To buttress that statement, the paper cites a 1939 brief by the American Bar Association, which declares that people “need not give up their lawful rights simply because the lawless insist on attacking them. Traditionally, officials must enforce the law the lawful way, not the easiest way.” Thus, the brief says that when people’s rights are threatened by violence:
The only proper remedy for such a situation, small or serious, is the police protection to which citizens are entitled, whether they are singly or in groups.
Trump has called on governors to honor their Constitutional duty to do just that. Yet, instead of educating the public about this vital issue, many media outlets are falsely reporting that Trump wants to “dominate protesters.” Some journalists, like CNN’s Anderson Cooper, have twisted this even further by saying that Trump wants to dominate “black people.”
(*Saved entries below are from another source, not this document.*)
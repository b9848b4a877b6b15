use crate::{
    error::{self, check_damping, Error},
    Distribution, LinkGraph,
};
use algograph::graph::*;
use std::collections::BTreeMap;

/// The random surfer's next-page distribution for every page of a graph.
///
/// With probability `damping` the surfer follows one of the current page's
/// links, otherwise it jumps to any page of the corpus. A page without links
/// behaves as if it linked to every page.
pub struct TransitionModel<'a> {
    graph: &'a LinkGraph,
    damping: f64,
}

impl<'a> TransitionModel<'a> {
    pub fn new(graph: &'a LinkGraph, damping: f64) -> error::Result<Self> {
        check_damping(damping)?;
        if graph.is_empty() {
            return Err(Error::EmptyGraph);
        }
        Ok(Self { graph, damping })
    }

    pub fn distribution(&self, page: &str) -> error::Result<Distribution> {
        let u = self
            .graph
            .vertex(page)
            .ok_or_else(|| Error::UnknownPage(page.to_string()))?;
        Ok(self
            .weights(u)
            .into_iter()
            .map(|(v, w)| (self.graph.page(v).to_string(), w))
            .collect())
    }

    pub(crate) fn weights(&self, u: VertexId) -> Vec<(VertexId, f64)> {
        let g = self.graph.graph();
        let n = g.vertex_size() as f64;
        let teleport = (1.0 - self.damping) / n;
        let mut weights: BTreeMap<VertexId, f64> =
            g.iter_vertices().map(|v| (v, teleport)).collect();

        let sinks: Vec<_> = g.out_edges(&u).map(|e| e.sink).collect();
        if sinks.is_empty() {
            let unit = self.damping / n;
            weights.values_mut().for_each(|w| *w += unit);
        } else {
            let unit = self.damping / (sinks.len() as f64);
            for v in sinks.iter() {
                if let Some(w) = weights.get_mut(v) {
                    *w += unit;
                }
            }
        }
        weights.into_iter().collect()
    }
}

/// Next-page distribution of a single `page`.
pub fn transition_model(graph: &LinkGraph, page: &str, damping: f64) -> error::Result<Distribution> {
    TransitionModel::new(graph, damping)?.distribution(page)
}
//! Link importance ("PageRank") of a closed corpus of cross-referencing pages.
//!
//! Two independent estimators run on the same [`LinkGraph`]:
//! [`page_rank::sampled`] walks the random-surfer chain and counts visits,
//! [`page_rank::iterated`] relaxes the rank recurrence to its fixed point.

pub mod error;
pub use self::error::Error;
mod graph;
pub use self::graph::*;
mod common;
pub use self::common::*;

pub mod page_rank;
pub use self::page_rank::{iterated::iterate, sampled::sample, transition_model};
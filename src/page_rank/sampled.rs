use super::*;
use crate::{
    error::{self, Error},
    Importance, LinkGraph, Page,
};
use algograph::graph::{QueryableGraph, VertexId};
use rand::{
    distr::{weighted::WeightedIndex, Distribution as _},
    seq::IndexedRandom,
    Rng,
};
use std::collections::HashMap;
use tracing::{debug, info};

/// Monte-Carlo estimate of page importance: the visit frequencies of a long
/// random walk driven by the transition model.
pub struct SampledPageRank<'a, R>
where
    R: Rng,
{
    graph: &'a LinkGraph,
    samples: usize,
    rng: R,
    transitions: HashMap<VertexId, (Vec<VertexId>, WeightedIndex<f64>), ahash::RandomState>,
}

#[derive(Debug, Clone)]
pub struct Config {
    pub damping: f64,
    pub samples: usize,
}

impl Default for Config {
    fn default() -> Self {
        Self {
            damping: 0.85,
            samples: 10_000,
        }
    }
}

#[derive(Debug, Clone)]
pub struct Result {
    pub importance: Importance,
    pub visits: HashMap<Page, usize, ahash::RandomState>,
}

impl<'a, R: Rng> SampledPageRank<'a, R> {
    pub fn new(g: &'a LinkGraph, config: &Config, rng: R) -> error::Result<Self> {
        if config.samples == 0 {
            return Err(Error::InvalidParameter {
                name: "samples",
                value: 0.0,
            });
        }
        let model = TransitionModel::new(g, config.damping)?;
        let transitions = {
            let mut transitions = HashMap::with_hasher(ahash::RandomState::new());
            for u in g.graph().iter_vertices() {
                let (sinks, weights): (Vec<_>, Vec<_>) = model.weights(u).into_iter().unzip();
                let dist =
                    WeightedIndex::new(weights).map_err(|e| Error::Sampling(e.to_string()))?;
                transitions.insert(u, (sinks, dist));
            }
            transitions
        };
        debug!(
            pages = g.page_size(),
            samples = config.samples,
            damping = config.damping,
            "sampler ready"
        );
        Ok(Self {
            graph: g,
            samples: config.samples,
            rng,
            transitions,
        })
    }
}

impl<R: Rng> PageRank for SampledPageRank<'_, R> {
    type Result = self::Result;

    fn calc(&mut self) -> error::Result<Self::Result> {
        let vertices: Vec<VertexId> = self.graph.graph().iter_vertices().collect();
        let mut visits: HashMap<VertexId, usize, ahash::RandomState> =
            vertices.iter().map(|v| (*v, 0)).collect();

        // the starting page is the first sample
        let mut u = *vertices.choose(&mut self.rng).ok_or(Error::EmptyGraph)?;
        *visits.entry(u).or_default() += 1;
        for _ in 1..self.samples {
            let (sinks, dist) = &self.transitions[&u];
            u = sinks[dist.sample(&mut self.rng)];
            *visits.entry(u).or_default() += 1;
        }

        let n = self.samples as f64;
        let mut importance = Importance::default();
        let mut counts = HashMap::with_hasher(ahash::RandomState::new());
        for (v, c) in visits.into_iter() {
            let page = self.graph.page(v).to_string();
            importance.insert(page.clone(), c as f64 / n);
            counts.insert(page, c);
        }
        info!(samples = self.samples, "sampling finished");
        Ok(Self::Result {
            importance,
            visits: counts,
        })
    }
}

/// Importance of every page estimated from `samples` steps of a random walk.
pub fn sample<R: Rng>(
    graph: &LinkGraph,
    damping: f64,
    samples: usize,
    rng: R,
) -> error::Result<Importance> {
    let config = Config { damping, samples };
    let mut pr = SampledPageRank::new(graph, &config, rng)?;
    Ok(pr.calc()?.importance)
}

impl PageRankResult for self::Result {
    fn importance(&self) -> &Importance {
        &self.importance
    }

    fn debug(&self) -> impl std::fmt::Debug + '_ {
        ResultDebug { result: self }
    }
}

pub struct ResultDebug<'a> {
    result: &'a self::Result,
}

impl std::fmt::Debug for ResultDebug<'_> {
    fn fmt(&self, f: &mut std::fmt::Formatter<'_>) -> std::fmt::Result {
        let mut pages: Vec<_> = self.result.importance.keys().collect();
        pages.sort();
        for page in pages {
            let p = self.result.importance[page];
            let c = self.result.visits.get(page).copied().unwrap_or(0);
            writeln!(f, "{page}: {p:.4}, {c}")?;
        }
        Ok(())
    }
}

#[cfg(test)]
mod tests {
    use super::*;
    use rand::{rngs::SmallRng, SeedableRng};

    fn rng() -> SmallRng {
        SmallRng::seed_from_u64(3407)
    }

    #[test]
    fn two_pages_linked_both_ways() {
        let g = LinkGraph::new([("1.html", vec!["2.html"]), ("2.html", vec!["1.html"])]);
        let pr = sample(&g, 0.85, 10_000, rng()).unwrap();
        assert!((pr["1.html"] - 0.5).abs() < 0.02, "{pr:?}");
        assert!((pr["2.html"] - 0.5).abs() < 0.02, "{pr:?}");
    }

    #[test]
    fn single_dangling_page() {
        let g = LinkGraph::new([("page", Vec::<&str>::new())]);
        let pr = sample(&g, 0.85, 100, rng()).unwrap();
        assert_eq!(pr.len(), 1);
        assert_eq!(pr["page"], 1.0);
    }

    #[test]
    fn one_sample_is_the_starting_page() {
        let g = LinkGraph::new([
            ("a", vec!["b"]),
            ("b", vec!["c"]),
            ("c", vec!["a"]),
        ]);
        let pr = sample(&g, 0.85, 1, rng()).unwrap();
        assert_eq!(pr.len(), 3);
        assert_eq!(pr.values().filter(|x| **x == 1.0).count(), 1);
        assert_eq!(pr.values().filter(|x| **x == 0.0).count(), 2);
    }

    #[test]
    fn visits_add_up() {
        let g = LinkGraph::new([
            ("a", vec!["b", "c"]),
            ("b", vec!["c"]),
            ("c", vec!["a"]),
            ("d", vec![]),
        ]);
        let config = Config {
            damping: 0.85,
            samples: 1234,
        };
        let res = SampledPageRank::new(&g, &config, rng())
            .unwrap()
            .calc()
            .unwrap();
        assert_eq!(res.visits.values().sum::<usize>(), 1234);
        assert_eq!(res.importance.len(), 4);
        let total: f64 = res.importance.values().sum();
        assert!((total - 1.0).abs() < 1e-9, "{total}");
        for (page, c) in res.visits.iter() {
            assert_eq!(res.importance[page], *c as f64 / 1234.0);
        }
    }

    #[test]
    fn reproducible_with_seed() {
        let g = LinkGraph::new([
            ("a", vec!["b", "c"]),
            ("b", vec!["c"]),
            ("c", vec!["a"]),
            ("d", vec!["a"]),
        ]);
        let x = sample(&g, 0.85, 500, rng()).unwrap();
        let y = sample(&g, 0.85, 500, rng()).unwrap();
        assert_eq!(x, y);
    }

    #[test]
    fn borrowed_rng() {
        let g = LinkGraph::new([("a", vec!["b"]), ("b", vec![])]);
        let mut rng = rng();
        let x = sample(&g, 0.85, 200, &mut rng).unwrap();
        let y = sample(&g, 0.85, 200, &mut rng).unwrap();
        assert_eq!(x.len(), 2);
        assert_eq!(y.len(), 2);
    }

    #[test]
    fn rejects_bad_parameters() {
        let g = LinkGraph::new([("a", vec!["b"]), ("b", vec![])]);
        assert_eq!(
            sample(&g, 0.85, 0, rng()),
            Err(Error::InvalidParameter {
                name: "samples",
                value: 0.0
            })
        );
        assert!(matches!(
            sample(&g, 0.0, 10, rng()),
            Err(Error::InvalidParameter { name: "damping", .. })
        ));
        let empty = LinkGraph::new(Vec::<(String, Vec<String>)>::new());
        assert_eq!(sample(&empty, 0.85, 10, rng()), Err(Error::EmptyGraph));
    }

    #[test]
    fn debug_is_sorted() {
        let g = LinkGraph::new([("b", vec!["a"]), ("a", vec!["b"])]);
        let config = Config {
            damping: 0.85,
            samples: 4,
        };
        let res = SampledPageRank::new(&g, &config, rng())
            .unwrap()
            .calc()
            .unwrap();
        let text = format!("{:?}", res.debug());
        let lines: Vec<_> = text.lines().collect();
        assert_eq!(lines.len(), 2);
        assert!(lines[0].starts_with("a: "), "{text}");
        assert!(lines[1].starts_with("b: "), "{text}");
    }
}
mod traits;
pub use self::traits::*;
pub mod transition;
pub use self::transition::{transition_model, TransitionModel};
pub mod iterated;
pub mod sampled;

use crate::{error, max_deviation, LinkGraph};
use rand::Rng;
use std::time::Duration;

/// Parameters of both estimators.
#[derive(Debug, Clone)]
pub struct Config {
    pub damping: f64,
    pub samples: usize,
    pub tolerance: f64,
    pub max_iterations: usize,
    pub time_budget: Option<Duration>,
}

impl Default for Config {
    fn default() -> Self {
        let sampled = sampled::Config::default();
        let iterated = iterated::Config::default();
        Self {
            damping: iterated.damping,
            samples: sampled.samples,
            tolerance: iterated.tolerance,
            max_iterations: iterated.max_iterations,
            time_budget: iterated.time_budget,
        }
    }
}

impl Config {
    pub fn sampled(&self) -> sampled::Config {
        sampled::Config {
            damping: self.damping,
            samples: self.samples,
        }
    }

    pub fn iterated(&self) -> iterated::Config {
        iterated::Config {
            damping: self.damping,
            tolerance: self.tolerance,
            max_iterations: self.max_iterations,
            time_budget: self.time_budget,
        }
    }
}

#[derive(Debug, Clone)]
pub struct Estimates {
    pub sampled: sampled::Result,
    pub iterated: iterated::Result,
}

impl Estimates {
    /// Largest per-page disagreement between the two estimators.
    pub fn max_deviation(&self) -> f64 {
        max_deviation(self.sampled.importance(), self.iterated.importance())
    }
}

/// Runs the sampler and the solver over the same graph.
///
/// Both are constructed, and so validated, before either one starts.
pub fn estimate<R: Rng>(graph: &LinkGraph, config: &Config, rng: R) -> error::Result<Estimates> {
    let mut sampler = sampled::SampledPageRank::new(graph, &config.sampled(), rng)?;
    let mut solver = iterated::IteratedPageRank::new(graph, &config.iterated())?;
    let sampled = sampler.calc()?;
    let iterated = solver.calc()?;
    Ok(Estimates { sampled, iterated })
}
In conjunction with that inflammatory rhetoric, nearly all major media outlets are spreading counterfactual narratives, half-truths, and outright falsehoods about racial inequities.
In his famed “Letter from a Birmingham Jail,” Martin Luther King, Jr. wrote that the first step in achieving justice is to gather “facts to determine whether injustices exist.” Similarly, Abraham Lincoln said, “I have faith in the people. They will not consent to disunion. The danger is, that they are misled. Let them know the truth and the country is safe.” The vast bulk of media is not providing the relevant facts or even a semblance of truth to the people, and this imperils both justice and safety.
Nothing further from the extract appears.